→ **Action item**: The data below holds a line containing "let toasts = api.notifications();" and a line containing "move |data| sink.lock().unwrap().push(data.clone()));"; please quote exactly those two lines and every line between them, and nothing else.

→ **Dataset records**:
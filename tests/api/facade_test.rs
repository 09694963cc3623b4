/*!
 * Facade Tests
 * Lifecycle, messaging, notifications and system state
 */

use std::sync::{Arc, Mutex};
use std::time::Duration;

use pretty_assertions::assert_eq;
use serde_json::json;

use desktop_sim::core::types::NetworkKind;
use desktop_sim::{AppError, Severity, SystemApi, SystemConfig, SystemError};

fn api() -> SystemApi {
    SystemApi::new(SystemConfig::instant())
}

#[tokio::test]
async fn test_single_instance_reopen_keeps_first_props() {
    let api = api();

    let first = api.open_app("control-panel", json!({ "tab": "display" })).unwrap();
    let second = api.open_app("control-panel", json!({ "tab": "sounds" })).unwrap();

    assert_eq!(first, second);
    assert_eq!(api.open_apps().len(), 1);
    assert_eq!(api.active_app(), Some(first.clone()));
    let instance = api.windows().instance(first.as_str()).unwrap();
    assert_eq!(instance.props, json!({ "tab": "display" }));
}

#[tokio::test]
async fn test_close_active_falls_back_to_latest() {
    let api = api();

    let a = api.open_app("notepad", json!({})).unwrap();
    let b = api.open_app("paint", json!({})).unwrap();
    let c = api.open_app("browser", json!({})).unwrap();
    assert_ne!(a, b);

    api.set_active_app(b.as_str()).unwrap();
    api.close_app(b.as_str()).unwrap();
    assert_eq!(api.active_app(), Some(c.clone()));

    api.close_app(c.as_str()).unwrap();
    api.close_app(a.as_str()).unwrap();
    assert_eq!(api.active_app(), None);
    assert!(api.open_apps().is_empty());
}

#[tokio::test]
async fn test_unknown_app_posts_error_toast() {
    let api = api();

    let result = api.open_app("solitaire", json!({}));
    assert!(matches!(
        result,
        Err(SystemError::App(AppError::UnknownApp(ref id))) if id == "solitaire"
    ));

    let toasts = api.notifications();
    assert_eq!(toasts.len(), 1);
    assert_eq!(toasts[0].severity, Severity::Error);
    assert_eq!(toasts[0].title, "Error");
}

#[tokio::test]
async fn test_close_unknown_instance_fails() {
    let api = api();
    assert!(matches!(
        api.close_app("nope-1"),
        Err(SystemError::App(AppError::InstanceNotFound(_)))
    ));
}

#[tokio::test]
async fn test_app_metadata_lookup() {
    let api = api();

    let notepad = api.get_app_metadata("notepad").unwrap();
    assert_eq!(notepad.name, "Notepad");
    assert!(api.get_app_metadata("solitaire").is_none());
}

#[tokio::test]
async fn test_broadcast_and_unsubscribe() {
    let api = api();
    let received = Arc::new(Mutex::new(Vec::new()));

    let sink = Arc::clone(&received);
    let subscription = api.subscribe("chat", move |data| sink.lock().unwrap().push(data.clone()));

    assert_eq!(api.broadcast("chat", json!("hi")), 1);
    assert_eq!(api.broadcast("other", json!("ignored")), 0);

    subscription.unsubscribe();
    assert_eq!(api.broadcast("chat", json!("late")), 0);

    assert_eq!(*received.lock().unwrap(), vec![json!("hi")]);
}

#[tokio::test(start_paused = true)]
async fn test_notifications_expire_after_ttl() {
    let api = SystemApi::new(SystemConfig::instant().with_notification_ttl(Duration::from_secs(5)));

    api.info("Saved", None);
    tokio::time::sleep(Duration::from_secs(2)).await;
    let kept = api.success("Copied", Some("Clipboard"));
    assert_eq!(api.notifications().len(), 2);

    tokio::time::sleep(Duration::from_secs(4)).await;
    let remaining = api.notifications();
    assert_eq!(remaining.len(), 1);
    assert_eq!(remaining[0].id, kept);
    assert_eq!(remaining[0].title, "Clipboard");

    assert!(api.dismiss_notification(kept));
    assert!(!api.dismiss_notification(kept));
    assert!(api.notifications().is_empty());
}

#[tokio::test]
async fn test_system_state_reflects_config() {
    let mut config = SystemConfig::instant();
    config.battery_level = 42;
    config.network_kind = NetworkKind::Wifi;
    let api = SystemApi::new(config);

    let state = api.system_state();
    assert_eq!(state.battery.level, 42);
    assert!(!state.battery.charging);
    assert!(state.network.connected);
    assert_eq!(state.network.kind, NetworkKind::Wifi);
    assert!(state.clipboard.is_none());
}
---
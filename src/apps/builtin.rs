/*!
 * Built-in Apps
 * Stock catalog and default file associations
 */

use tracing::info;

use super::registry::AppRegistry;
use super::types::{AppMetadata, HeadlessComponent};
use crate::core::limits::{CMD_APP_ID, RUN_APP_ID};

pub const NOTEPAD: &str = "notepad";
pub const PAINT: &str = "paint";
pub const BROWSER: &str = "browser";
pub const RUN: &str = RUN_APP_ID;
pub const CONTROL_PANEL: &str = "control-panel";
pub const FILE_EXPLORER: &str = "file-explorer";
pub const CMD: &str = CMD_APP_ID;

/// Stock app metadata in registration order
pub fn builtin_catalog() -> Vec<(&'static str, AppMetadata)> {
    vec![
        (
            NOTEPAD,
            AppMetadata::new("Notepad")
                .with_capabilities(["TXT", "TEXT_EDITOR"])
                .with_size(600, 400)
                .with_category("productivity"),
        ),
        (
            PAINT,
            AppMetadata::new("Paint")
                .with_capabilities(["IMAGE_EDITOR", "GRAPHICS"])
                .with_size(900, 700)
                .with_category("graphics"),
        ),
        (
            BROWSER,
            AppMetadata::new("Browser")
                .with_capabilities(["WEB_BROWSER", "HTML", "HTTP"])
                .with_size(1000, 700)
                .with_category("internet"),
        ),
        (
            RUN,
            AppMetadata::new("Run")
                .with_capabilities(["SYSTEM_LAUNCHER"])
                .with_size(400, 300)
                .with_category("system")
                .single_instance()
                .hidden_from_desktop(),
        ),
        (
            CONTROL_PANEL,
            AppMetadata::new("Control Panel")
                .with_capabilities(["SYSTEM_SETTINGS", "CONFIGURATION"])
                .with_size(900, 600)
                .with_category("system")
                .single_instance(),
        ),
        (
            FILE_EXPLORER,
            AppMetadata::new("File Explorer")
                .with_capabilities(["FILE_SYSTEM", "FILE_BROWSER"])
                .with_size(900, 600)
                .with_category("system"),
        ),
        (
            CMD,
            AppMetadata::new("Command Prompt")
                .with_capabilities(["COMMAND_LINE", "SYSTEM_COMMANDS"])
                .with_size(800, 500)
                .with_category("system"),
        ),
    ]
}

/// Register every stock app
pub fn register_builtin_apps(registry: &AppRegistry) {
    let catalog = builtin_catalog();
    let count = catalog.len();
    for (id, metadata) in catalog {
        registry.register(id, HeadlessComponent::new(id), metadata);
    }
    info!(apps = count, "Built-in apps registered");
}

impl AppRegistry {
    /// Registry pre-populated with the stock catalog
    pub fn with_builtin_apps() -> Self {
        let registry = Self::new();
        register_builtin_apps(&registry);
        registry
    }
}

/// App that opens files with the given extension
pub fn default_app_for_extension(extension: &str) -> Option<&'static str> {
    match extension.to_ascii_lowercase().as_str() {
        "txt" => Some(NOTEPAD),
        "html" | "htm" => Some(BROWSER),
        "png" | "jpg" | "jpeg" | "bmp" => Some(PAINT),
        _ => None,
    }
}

→ **Solution**:
    let toasts = api.notifications();
    assert_eq!(toasts.len(), 1);
    assert_eq!(toasts[0].severity, Severity::Error);
    assert_eq!(toasts[0].title, "Error");
}

#[tokio::test]
async fn test_close_unknown_instance_fails() {
    let api = api();
    assert!(matches!(
        api.close_app("nope-1"),
        Err(SystemError::App(AppError::InstanceNotFound(_)))
    ));
}

#[tokio::test]
async fn test_app_metadata_lookup() {
    let api = api();

    let notepad = api.get_app_metadata("notepad").unwrap();
    assert_eq!(notepad.name, "Notepad");
    assert!(api.get_app_metadata("solitaire").is_none());
}

#[tokio::test]
async fn test_broadcast_and_unsubscribe() {
    let api = api();
    let received = Arc::new(Mutex::new(Vec::new()));

    let sink = Arc::clone(&received);
    let subscription = api.subscribe("chat", move |data| sink.lock().unwrap().push(data.clone()));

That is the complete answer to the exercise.